Required action –
Word for word, transcribe the data below from the line with "primary filename minus" to the line with "pub fn sibling_task_id(filename: &str)", keeping both of those lines.

(Collected data entries)

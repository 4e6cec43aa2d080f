//! Filename decoding
//!
//! Log files follow the convention `<model>_<dataset>_<task...>.log`, with
//! baseline runs using `oracle_` / `nullagent_` in the model position. Names
//! that do not follow the convention are decoded with a fallback scan over
//! the normalizer's known-model table. Decoding never fails; unmatched model
//! text is returned verbatim.

use crate::model::ModelNormalizer;

/// Fields recovered from a log filename.
#[derive(Debug, Clone, PartialEq, Eq)]
pub struct DecodedName {
    /// Raw model token (verbatim, not normalized)
    pub raw_model: String,
    /// Dataset segment when the name has one
    pub dataset: Option<String>,
    /// Task id segments joined back together, e.g. `task-1`
    pub task_id: Option<String>,
    /// Title-cased display name, e.g. "Counsellor Chat Task 1"
    pub task_name: String,
}

/// Decode a filename into model / dataset / task fields.
pub fn decode(filename: &str, normalizer: &ModelNormalizer) -> DecodedName {
    let stem = strip_extension(filename);
    let segments: Vec<&str> = stem.split('_').collect();

    if segments.len() >= 3 {
        let dataset = segments[1];
        let task_id = segments[2..].join("_");
        let display = title_case(&format!("{} {}", dataset, task_id));
        return DecodedName {
            raw_model: segments[0].to_string(),
            dataset: Some(dataset.to_string()),
            task_id: Some(task_id),
            task_name: display,
        };
    }

    if segments.len() == 2 {
        return DecodedName {
            raw_model: segments[0].to_string(),
            dataset: None,
            task_id: Some(segments[1].to_string()),
            task_name: title_case(segments[1]),
        };
    }

    // Non-conforming name: scan the ordered model table; the remainder after
    // the first match (minus leading separators) becomes the task title.
    if let Some((start, end)) = normalizer.find_in(stem) {
        let matched = &stem[start..end];
        let remainder = stem[end..].trim_start_matches(['_', '-', ' ', '.']);
        let task_name = if remainder.is_empty() {
            stem.to_string()
        } else {
            title_case(remainder)
        };
        return DecodedName {
            raw_model: matched.to_string(),
            dataset: None,
            task_id: None,
            task_name,
        };
    }

    DecodedName {
        raw_model: stem.to_string(),
        dataset: None,
        task_id: None,
        task_name: title_case(stem),
    }
}

/// Task id used to locate sibling baseline logs: the primary filename minus
/// its model segment and extension. `gpt-4o_counsellor-chat_task-1.log`
/// yields `counsellor-chat_task-1`.
pub fn sibling_task_id(filename: &str) -> Option<String> {
    let stem = strip_extension(filename);
    stem.split_once('_').map(|(_, rest)| rest.to_string())
}

fn strip_extension(filename: &str) -> &str {
    match filename.rsplit_once('.') {
        Some((stem, _ext)) if !stem.is_empty() => stem,
        _ => filename,
    }
}

/// Title-case with separator normalization: split on `_`, `-`, and spaces,
/// uppercase the first letter of each word, join with single spaces.
pub(crate) fn title_case(text: &str) -> String {
    text.split(['_', '-', ' '])
        .filter(|word| !word.is_empty())
        .map(capitalize)
        .collect::<Vec<_>>()
        .join(" ")
}

fn capitalize(word: &str) -> String {
    let mut chars = word.chars();
    match chars.next() {
        Some(first) => first.to_uppercase().chain(chars).collect(),
        None => String::new(),
    }
}
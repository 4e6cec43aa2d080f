//! trajlens - CLI for inspecting AI coding-agent evaluation transcripts
//!
//! Lists logs in the configured store, parses individual transcripts into
//! structured trajectories, and aggregates per-model pass rates.

use anyhow::{Context, Result};
use clap::{Parser, Subcommand};
use std::path::PathBuf;
use std::sync::Arc;
use trajlens_core::types::Trajectory;
use trajlens_core::{AggregateSummary, Aggregator, Config, FsLogStore, LogReader, ModelNormalizer};

#[derive(Parser)]
#[command(name = "trajlens")]
#[command(about = "Inspect and aggregate AI agent evaluation transcripts")]
#[command(version)]
struct Args {
    /// Output format: text (default) or json
    #[arg(short, long, default_value = "text")]
    format: String,

    /// Override the log store directory from config
    #[arg(long)]
    store_root: Option<PathBuf>,

    #[command(subcommand)]
    command: Command,
}

#[derive(Subcommand)]
enum Command {
    /// List log files in the store
    List,
    /// Parse one log into a structured trajectory
    Parse {
        /// Log filename, e.g. gpt-4o_counsellor-chat_task-1.log
        filename: String,
    },
    /// Aggregate per-model pass rates across the whole store
    Aggregate,
}

#[tokio::main]
async fn main() -> Result<()> {
    let args = Args::parse();

    Config::ensure_xdg_env();

    let config = Config::load().context("failed to load configuration")?;

    let _log_guard =
        trajlens_core::logging::init(&config.logging).context("failed to initialize logging")?;

    tracing::info!("trajlens starting");

    let root = args
        .store_root
        .clone()
        .unwrap_or_else(|| config.store.root.clone());
    let store = Arc::new(FsLogStore::new(root));
    let normalizer = ModelNormalizer::with_defaults();
    let json = match args.format.as_str() {
        "json" => true,
        "text" => false,
        other => anyhow::bail!("unknown format '{}', expected text or json", other),
    };

    match args.command {
        Command::List => {
            let reader = LogReader::new(store, normalizer, config.store.fetch_timeout());
            let files = reader.list().await.context("failed to list log store")?;
            if json {
                println!("{}", serde_json::to_string_pretty(&files)?);
            } else if files.is_empty() {
                println!("No log files found.");
            } else {
                for file in files {
                    println!("{:>10}  {}", file.size_bytes, file.filename);
                }
            }
        }
        Command::Parse { filename } => {
            let reader = LogReader::new(store, normalizer, config.store.fetch_timeout());
            let trajectory = reader
                .load(&filename)
                .await
                .with_context(|| format!("failed to load {}", filename))?;
            if json {
                println!("{}", serde_json::to_string_pretty(&trajectory)?);
            } else {
                print_trajectory(&trajectory);
            }
        }
        Command::Aggregate => {
            let aggregator = Aggregator::new(
                store,
                normalizer,
                config.aggregate.concurrency,
                config.store.fetch_timeout(),
            );
            let summary = aggregator.run().await.context("aggregation failed")?;
            if json {
                println!("{}", serde_json::to_string_pretty(&summary)?);
            } else {
                print_summary(&summary);
            }
        }
    }

    Ok(())
}

fn print_trajectory(t: &Trajectory) {
    println!("Task:       {}", t.task_name);
    println!("Model:      {}", t.model_name);
    println!("Iterations: {}", t.total_iterations);
    println!("Tool calls: {}", t.tool_calls);
    println!("Errors:     {}", t.errors);
    println!("Tests:      {}/{} passed", t.tests_passed, t.total_tests);
    if let Some(duration) = &t.duration {
        println!("Duration:   {}", duration);
    }
    println!(
        "Verdict:    {}",
        if t.final_success { "PASS" } else { "FAIL" }
    );

    if !t.test_results.is_empty() {
        println!("\nTest results:");
        for result in &t.test_results {
            println!("  {:4}  {}", result.status.as_str(), result.full_name);
        }
    }

    if let Some(diffs) = &t.final_diffs {
        println!("\nChanged files:");
        for file in &diffs.files_changed {
            println!("  {}", file);
        }
    }

    for (label, baseline) in [
        ("oracle", t.oracle_baseline.as_deref()),
        ("null-agent", t.nullagent_baseline.as_deref()),
    ] {
        if let Some(b) = baseline {
            println!(
                "\nBaseline ({}): {}/{} tests, {}",
                label,
                b.tests_passed,
                b.total_tests,
                if b.final_success { "PASS" } else { "FAIL" }
            );
        }
    }
}

fn print_summary(summary: &AggregateSummary) {
    println!("Per task:");
    print_counts(&summary.per_task);
    println!("\nPer test case (discounted):");
    print_counts(&summary.per_test_case);
    if summary.skipped > 0 {
        println!("\nSkipped {} unreadable log(s)", summary.skipped);
    }
}

fn print_counts(counts: &std::collections::BTreeMap<String, trajlens_core::ModelCounts>) {
    if counts.is_empty() {
        println!("  (no agent runs found)");
        return;
    }
    for (model, c) in counts {
        let rate = if c.total > 0 {
            100.0 * f64::from(c.pass) / f64::from(c.total)
        } else {
            0.0
        };
        println!("  {:<24} {:>4}/{:<4} ({:>5.1}%)", model, c.pass, c.total, rate);
    }
}
//! Placeholder-token allocation and the vocabulary patch.
//!
//! Identity embeddings ride through the backend's native text-conditioning
//! path as synthetic vocabulary entries. For encoders `i` producing `k_i`
//! id vectors each, we allocate tokens `"{subject}_{i}_{j}"` and append them
//! to the tokenizer; the text encoder's embedding table grows by the same
//! count and the [`VocabularyPatch`] records the token-id-to-row mapping so
//! nobody re-derives table offsets.
//!
//! Extension is deliberately not idempotent: installing the same patch twice
//! always fails the duplicate-token check, which guards against accidental
//! re-initialization of a live pipeline.

use candle::Tensor;
use tokenizers::{AddedToken, Tokenizer};

use crate::config::IdentityEncoderSpec;
use crate::error::{Error, Result};

/// The ordered placeholder tokens for all configured encoders, partitioned
/// by encoder index. Created once at initialization.
#[derive(Debug, Clone)]
pub struct PlaceholderTokenSet {
    tokens: Vec<String>,
    per_encoder: Vec<Vec<String>>,
    per_encoder_strs: Vec<String>,
    joined: String,
}

impl PlaceholderTokenSet {
    pub fn new(specs: &[IdentityEncoderSpec], subject_placeholder: &str) -> Result<Self> {
        let total: usize = specs.iter().map(|s| s.num_id_vectors).sum();
        if total < 1 {
            return Err(Error::config(format!(
                "total identity vector count must be at least 1, got {total}"
            )));
        }

        let mut tokens = Vec::with_capacity(total);
        let mut per_encoder = Vec::with_capacity(specs.len());
        for (i, spec) in specs.iter().enumerate() {
            let encoder_tokens: Vec<String> = (0..spec.num_id_vectors)
                .map(|j| format!("{subject_placeholder}_{i}_{j}"))
                .collect();
            tokens.extend(encoder_tokens.iter().cloned());
            per_encoder.push(encoder_tokens);
        }

        let per_encoder_strs: Vec<String> = per_encoder.iter().map(|ts| ts.join(" ")).collect();
        let joined = per_encoder_strs.join(" | ");

        Ok(Self {
            tokens,
            per_encoder,
            per_encoder_strs,
            joined,
        })
    }

    /// All tokens, flattened in encoder-declaration order.
    pub fn tokens(&self) -> &[String] {
        &self.tokens
    }

    pub fn len(&self) -> usize {
        self.tokens.len()
    }

    pub fn is_empty(&self) -> bool {
        self.tokens.is_empty()
    }

    pub fn num_encoders(&self) -> usize {
        self.per_encoder.len()
    }

    /// The tokens belonging to encoder `i`.
    pub fn encoder_tokens(&self, i: usize) -> &[String] {
        &self.per_encoder[i]
    }

    /// Encoder `i`'s tokens as a single space-joined prompt fragment.
    pub fn encoder_tokens_str(&self, i: usize) -> &str {
        &self.per_encoder_strs[i]
    }

    /// All encoders' fragments joined for display.
    pub fn joined_str(&self) -> &str {
        &self.joined
    }
}

/// The installed mapping from placeholder token ids to embedding-table rows.
///
/// The embedding row index of each placeholder token is its token id; the
/// rows form one contiguous block appended by the table resize, in
/// [`PlaceholderTokenSet`] order. Built once; both the injector and any
/// embedding reader go through this value.
#[derive(Debug, Clone)]
pub struct VocabularyPatch {
    token_ids: Vec<u32>,
    first_row: usize,
}

impl VocabularyPatch {
    /// Add the placeholder tokens to the tokenizer and record their ids.
    ///
    /// Fails with a configuration error if any token already exists in the
    /// vocabulary: the count of tokens actually added must equal the count
    /// requested, and a mismatch means the subject placeholder is ambiguous.
    pub fn install(tokenizer: &mut Tokenizer, token_set: &PlaceholderTokenSet) -> Result<Self> {
        let duplicates: Vec<&str> = token_set
            .tokens()
            .iter()
            .filter(|t| tokenizer.token_to_id(t).is_some())
            .map(|t| t.as_str())
            .collect();
        if !duplicates.is_empty() {
            return Err(Error::config(format!(
                "the tokenizer already contains placeholder token(s) {:?}; \
                 pass a subject placeholder that is not already in the vocabulary",
                duplicates.join(" ")
            )));
        }

        let added_tokens: Vec<AddedToken> = token_set
            .tokens()
            .iter()
            .map(|t| AddedToken::from(t.clone(), false))
            .collect();
        let num_added = tokenizer.add_tokens(&added_tokens);
        if num_added != token_set.len() {
            return Err(Error::config(format!(
                "requested {} placeholder tokens ({}) but the tokenizer added {num_added}",
                token_set.len(),
                token_set.joined_str(),
            )));
        }

        let token_ids: Vec<u32> = token_set
            .tokens()
            .iter()
            .map(|t| {
                tokenizer.token_to_id(t).ok_or_else(|| {
                    Error::config(format!("placeholder token {t:?} missing after insertion"))
                })
            })
            .collect::<Result<_>>()?;

        // The resize appends one contiguous block of rows, so ids must be
        // consecutive for the id-to-row identity to hold.
        let first = token_ids[0];
        for (offset, id) in token_ids.iter().enumerate() {
            if *id != first + offset as u32 {
                return Err(Error::config(format!(
                    "placeholder token ids are not contiguous (id {id} at offset {offset}, \
                     expected {})",
                    first + offset as u32
                )));
            }
        }

        tracing::info!(
            count = num_added,
            tokens = token_set.joined_str(),
            first_id = first,
            "added placeholder tokens to the tokenizer"
        );

        Ok(Self {
            token_ids,
            first_row: first as usize,
        })
    }

    pub fn token_ids(&self) -> &[u32] {
        &self.token_ids
    }

    pub fn len(&self) -> usize {
        self.token_ids.len()
    }

    pub fn is_empty(&self) -> bool {
        self.token_ids.is_empty()
    }

    /// First embedding-table row of the patch's contiguous block.
    pub fn first_row(&self) -> usize {
        self.first_row
    }
}

/// Append `extra` zero rows to an embedding table. The new rows are
/// placeholders; reading them before injection yields undefined conditioning,
/// not a crash.
pub fn grow_embedding_table(table: &Tensor, extra: usize) -> Result<Tensor> {
    let (_rows, dim) = table.dims2()?;
    let zeros = Tensor::zeros((extra, dim), table.dtype(), table.device())?;
    Ok(Tensor::cat(&[table, &zeros], 0)?)
}

/// Return a copy of `table` with `rows` written at `first_row..first_row+n`.
///
/// Validates every shape before touching anything, so a failed call leaves
/// the caller's table unmodified.
pub fn splice_embedding_rows(table: &Tensor, first_row: usize, rows: &Tensor) -> Result<Tensor> {
    let (total, dim) = table.dims2()?;
    let (n, row_dim) = rows.dims2()?;
    if row_dim != dim {
        return Err(Error::Shape {
            context: "embedding row width",
            expected: dim,
            actual: row_dim,
        });
    }
    if first_row + n > total {
        return Err(Error::Shape {
            context: "embedding table rows",
            expected: total,
            actual: first_row + n,
        });
    }

    let mut pieces: Vec<Tensor> = Vec::with_capacity(3);
    if first_row > 0 {
        pieces.push(table.narrow(0, 0, first_row)?);
    }
    pieces.push(rows.clone());
    let tail_start = first_row + n;
    if tail_start < total {
        pieces.push(table.narrow(0, tail_start, total - tail_start)?);
    }
    Ok(Tensor::cat(&pieces, 0)?)
}

/// Read the `n` rows starting at `first_row` back out of the table.
pub fn read_embedding_rows(table: &Tensor, first_row: usize, n: usize) -> Result<Tensor> {
    Ok(table.narrow(0, first_row, n)?)
}

#[cfg(test)]
mod tests {
    use super::*;
    use crate::config::EncoderKind;
    use candle::{DType, Device};

    fn specs(counts: &[(EncoderKind, usize)]) -> Vec<IdentityEncoderSpec> {
        counts
            .iter()
            .map(|(kind, n)| {
                IdentityEncoderSpec::new(*kind, "unused.safetensors").with_num_id_vectors(*n)
            })
            .collect()
    }

    #[test]
    fn token_set_layout() {
        let specs = specs(&[(EncoderKind::Arc2Face, 16), (EncoderKind::ConsistentId, 4)]);
        let set = PlaceholderTokenSet::new(&specs, "z").unwrap();
        assert_eq!(set.len(), 20);
        assert_eq!(set.tokens()[0], "z_0_0");
        assert_eq!(set.tokens()[15], "z_0_15");
        assert_eq!(set.tokens()[16], "z_1_0");
        assert_eq!(set.tokens()[19], "z_1_3");
        assert!(set.encoder_tokens_str(0).starts_with("z_0_0 z_0_1"));
        assert_eq!(set.encoder_tokens_str(1), "z_1_0 z_1_1 z_1_2 z_1_3");
        assert!(set.joined_str().contains(" | "));
    }

    #[test]
    fn zero_total_vectors_is_config_error() {
        let specs = specs(&[(EncoderKind::Arc2Face, 0), (EncoderKind::ConsistentId, 0)]);
        let err = PlaceholderTokenSet::new(&specs, "z").unwrap_err();
        assert!(matches!(err, Error::Config(_)));
        assert!(err.to_string().contains("at least 1"));
    }

    #[test]
    fn grow_appends_zero_rows() {
        let device = Device::Cpu;
        let table = Tensor::ones((3, 4), DType::F32, &device).unwrap();
        let grown = grow_embedding_table(&table, 2).unwrap();
        assert_eq!(grown.dims(), &[5, 4]);
        let tail: Vec<f32> = grown
            .narrow(0, 3, 2)
            .unwrap()
            .flatten_all()
            .unwrap()
            .to_vec1()
            .unwrap();
        assert!(tail.iter().all(|v| *v == 0.0));
    }

    #[test]
    fn splice_writes_exact_rows() {
        let device = Device::Cpu;
        let table = Tensor::zeros((6, 3), DType::F32, &device).unwrap();
        let rows = Tensor::from_vec(vec![1f32, 2., 3., 4., 5., 6.], (2, 3), &device).unwrap();
        let patched = splice_embedding_rows(&table, 4, &rows).unwrap();
        assert_eq!(patched.dims(), &[6, 3]);

        let read: Vec<f32> = read_embedding_rows(&patched, 4, 2)
            .unwrap()
            .flatten_all()
            .unwrap()
            .to_vec1()
            .unwrap();
        assert_eq!(read, vec![1., 2., 3., 4., 5., 6.]);

        // Preceding rows untouched.
        let head: Vec<f32> = patched
            .narrow(0, 0, 4)
            .unwrap()
            .flatten_all()
            .unwrap()
            .to_vec1()
            .unwrap();
        assert!(head.iter().all(|v| *v == 0.0));
    }

    #[test]
    fn splice_rejects_row_overflow() {
        let device = Device::Cpu;
        let table = Tensor::zeros((4, 3), DType::F32, &device).unwrap();
        let rows = Tensor::zeros((3, 3), DType::F32, &device).unwrap();
        let err = splice_embedding_rows(&table, 2, &rows).unwrap_err();
        assert!(matches!(err, Error::Shape { .. }));
    }

    #[test]
    fn splice_rejects_width_mismatch() {
        let device = Device::Cpu;
        let table = Tensor::zeros((4, 3), DType::F32, &device).unwrap();
        let rows = Tensor::zeros((1, 2), DType::F32, &device).unwrap();
        let err = splice_embedding_rows(&table, 0, &rows).unwrap_err();
        assert!(matches!(
            err,
            Error::Shape {
                expected: 3,
                actual: 2,
                ..
            }
        ));
    }
}
use crate::backends::{
    DiffusionBackend, FlowMatchBackend, GuidanceDistilledBackend, LatentUnetBackend,
    PromptEncoding, SamplingParams,
};
use crate::checkpoint::{load_tensor_map, load_unet_state_dict, LegacyUnetConverter};
use crate::compose::PromptComposer;
use crate::config::{BackendKind, EncoderKind, IdentityEncoderSpec, PipelineConfig};
use crate::encoders::{
    collect_identity_embeddings, create_identity_encoder, FaceEmbedder, IdentityEmbeddingBatch,
    IdentityEncoder, IdentityRequest, PrecomputedFaceEmbedder,
};
use crate::ensemble::UnetEnsemble;
use crate::error::{Error, Result};
use crate::text_encoder::{
    pad_long_context_prompt, LongContextEncoder, SubjectTextEncoder, TextEncoderConfig,
};
use crate::vocab::{PlaceholderTokenSet, VocabularyPatch};

/// Hub repository carrying the CLIP tokenizer definition.
const CLIP_TOKENIZER_REPO: &str = "openai/clip-vit-base-patch32";

const T5_REPO: &str = "google/t5-v1_1-xxl";
const T5_TOKENIZER_REPO: &str = "lmz/mt5-tokenizers";
const T5_TOKENIZER_FILE: &str = "t5-v1_1-xxl.tokenizer.json";

/// Long-context token budget for the dual-stream backends.
const LONG_CONTEXT_TOKENS: usize = 256;

/// A local diffusers-layout directory or a hub repository id.
struct ModelSource {
    spec: String,
}

impl ModelSource {
    fn new(spec: String) -> Self {
        Self { spec }
    }

    fn get(&self, api: &hf_hub::api::sync::Api, relative: &str) -> Result<PathBuf> {
        let local = Path::new(&self.spec);
        if local.is_dir() {
            let file = local.join(relative);
            if file.is_file() {
                Ok(file)
            } else {
                Err(Error::config(format!(
                    "{relative} not found under local model directory {}",
                    local.display()
                )))
            }
        } else {
            let repo = api.repo(hf_hub::Repo::model(self.spec.clone()));
            Ok(repo.get(relative)?)
        }
    }
}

Solution to this exercise –
/// Task id used to locate sibling baseline logs: the primary filename minus
/// its model segment and extension. `gpt-4o_counsellor-chat_task-1.log`
/// yields `counsellor-chat_task-1`.
pub fn sibling_task_id(filename: &str) -> Option<String> {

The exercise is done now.